The soldier looked at her in astonishment and growing fury. Then he fired three shots rapidly in the air. His superior officer came rushing up for an explanation.
‘He’s telling the officer that the woman was laughing at him,’ a stout lady translated for us. The woman was quickly bundled away by her companions.
We both grabbed a spoon and a bowl and quickly went back to our room where we found that our group was beginning to sort itself out. It was a good couple of hours before a French prisoner barged in to tell us with a smirk on his face that dinner was served. I went back down to the courtyard to queue for soup, ladled out from vast urns by German soldiers with aprons over their uniforms. The portions were tiny and I asked for more. The soldier responded by spitting into my bowl with great accuracy.

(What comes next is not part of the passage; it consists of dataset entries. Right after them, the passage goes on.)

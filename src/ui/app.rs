use eframe::egui;
use tokio::sync::mpsc;

use crate::common::{AgentCommand, AgentEvent};
use crate::config::AppConfig;
use crate::session::ChatSession;

use super::components::{chat_area, input_bar, source_panel};

pub struct ChatApp {
    session: ChatSession,
    input_text: String,
    selected_model: String,
    topk: u32,
    command_sender: mpsc::Sender<AgentCommand>,
    event_receiver: mpsc::Receiver<AgentEvent>,
}

impl ChatApp {
    pub fn new(
        _cc: &eframe::CreationContext<'_>,
        config: &AppConfig,
        command_sender: mpsc::Sender<AgentCommand>,
        event_receiver: mpsc::Receiver<AgentEvent>,
    ) -> Self {
        Self {
            session: ChatSession::new(),
            input_text: String::new(),
            selected_model: config.default_model.clone(),
            topk: config.topk,
            command_sender,
            event_receiver,
        }
    }

    fn handle_agent_events(&mut self) {
        while let Ok(event) = self.event_receiver.try_recv() {
            match event {
                AgentEvent::AnswerReady { message, sources } => {
                    self.session.finish_request(message, sources);
                }
            }
        }
    }

    fn send_question(&mut self, question: String) {
        // Cờ loading của session chặn request thứ hai khi đang chờ.
        if !self.session.begin_request(question.clone()) {
            return;
        }

        let command = AgentCommand::AskQuestion {
            question,
            model_id: self.selected_model.clone(),
            topk: self.topk,
        };
        if let Err(err) = self.command_sender.try_send(command) {
            log::warn!("Failed to send command to agent worker: {err}");
        }
    }
}

impl eframe::App for ChatApp {
    fn update(&mut self, ctx: &egui::Context, _frame: &mut eframe::Frame) {
        self.handle_agent_events();

        egui::SidePanel::right("source_panel").show(ctx, |ui| {
            source_panel::render(ui, self.session.sources());
        });

        egui::CentralPanel::default().show(ctx, |ui| {
            ui.heading("🤖 NEU-SCHOLAR");
            ui.separator();
            chat_area::render(ui, &self.session);

            ui.separator();
            if let Some(question) = input_bar::render(
                ui,
                &mut self.input_text,
                &mut self.selected_model,
                self.session.is_loading(),
            ) {
                self.send_question(question);
            }
        });

        ctx.request_repaint();
    }
}
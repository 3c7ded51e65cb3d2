pub mod chat_area;
pub mod input_bar;
pub mod source_panel;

As dinner came to an end there was a sudden commotion among the Germans. A white-haired man had arrived with a smartly dressed woman and a small child. He was theatrically attired and wore a wide, black hat. The Germans s
eemed deferential and rapidly escorted his party away. I never saw him again. I was told later that this was Edward Gordon Craig, the son of the famous Victorian actress Ellen Terry and a distinguished figure in the theatre himself. Apparently, he was sent back to Paris soon after this where he spent the rest of the war.

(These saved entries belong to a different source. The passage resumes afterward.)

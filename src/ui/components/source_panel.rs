use eframe::egui;

use crate::common::SocialPost;

/// Bảng nguồn trích dẫn của câu trả lời mới nhất, kèm chỉ số tương tác.
pub fn render(ui: &mut egui::Ui, sources: &[SocialPost]) {
    ui.heading("Nguồn trích dẫn");
    ui.separator();

    if sources.is_empty() {
        ui.label("Chưa có bài viết nào được truy xuất");
        return;
    }

    egui::ScrollArea::vertical()
        .auto_shrink([false, false])
        .show(ui, |ui| {
            for post in sources {
                render_post(ui, post);
                ui.separator();
            }
        });
}

fn render_post(ui: &mut egui::Ui, post: &SocialPost) {
    ui.horizontal(|ui| {
        ui.label(post.author.as_deref().unwrap_or("Ẩn danh"));
        if let Some(score) = post.score {
            ui.weak(format!("Score: {score:.3}"));
        }
    });

    ui.label(&post.noi_dung_bai_viet);

    ui.horizontal(|ui| {
        ui.weak(format!("👍 {}", post.like.unwrap_or(0)));
        ui.weak(format!("💬 {}", post.comment.unwrap_or(0)));
        ui.weak(format!("↗️ {}", post.share.unwrap_or(0)));
    });

    if !post.url.is_empty() {
        ui.hyperlink_to("Xem bài gốc", &post.url);
    }
}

Most people were desperate to wash away the dirt after that long train journey. The facilities were bleak, as we soon discovered: the bathhouse was out of use and some rooms had a single cold tap and a stone basin. We had nothing. Like many others, we had to make do with the large horse troughs in the communal washroom on the ground floor of our building. On that freezing evening there was pandemonium and something approaching panic as hundreds of women tried to attend to their own toilet. The few lavatories at the corners of the courtyard were totally exposed. They did nothing to answer the needs of such a large number of internees, many of whom were elderly and infirm. I turned away as I saw two nuns approach the open latrine. I couldn’t bear to witness their humiliation.
I could not even attend to my own meagre toilet. I had already made the devastating discovery on the train that I had forgotten to pack my sponge bag at the Izards’ flat. As I lay on my mattress that first evening, with the raw December wind coming in through the hole in the ceiling, I was totally preoccupied by the fact that I didn’t have a toothbrush. I had no idea how or when I would get another. It was as if I couldn’t or wouldn’t believe the whole horrendous situation. So my mind focused obsessively on this one small thing.
My forgetfulness certainly affected me deeply in the months and years to come. I think sponge bags must be the luggage equivalent of handbags, full of treasures that only you know the reason for: the jar of cream with the last bit at the bottom that you are saving or the special flannel which has the rough corner to rub away any dry skin. I know that ever since this oversight I have found packing totally stressful, even for a short weekend away. And it was to be my toothbrush (or lack of it) that would become the centre of my screaming nightmares when I finally got home to London. For a long time after my return I would have the same dream: I had returned to the POW camp from which I had escaped and would be asking the German sentry if I could just go back in to make sure that my toothbrush was there!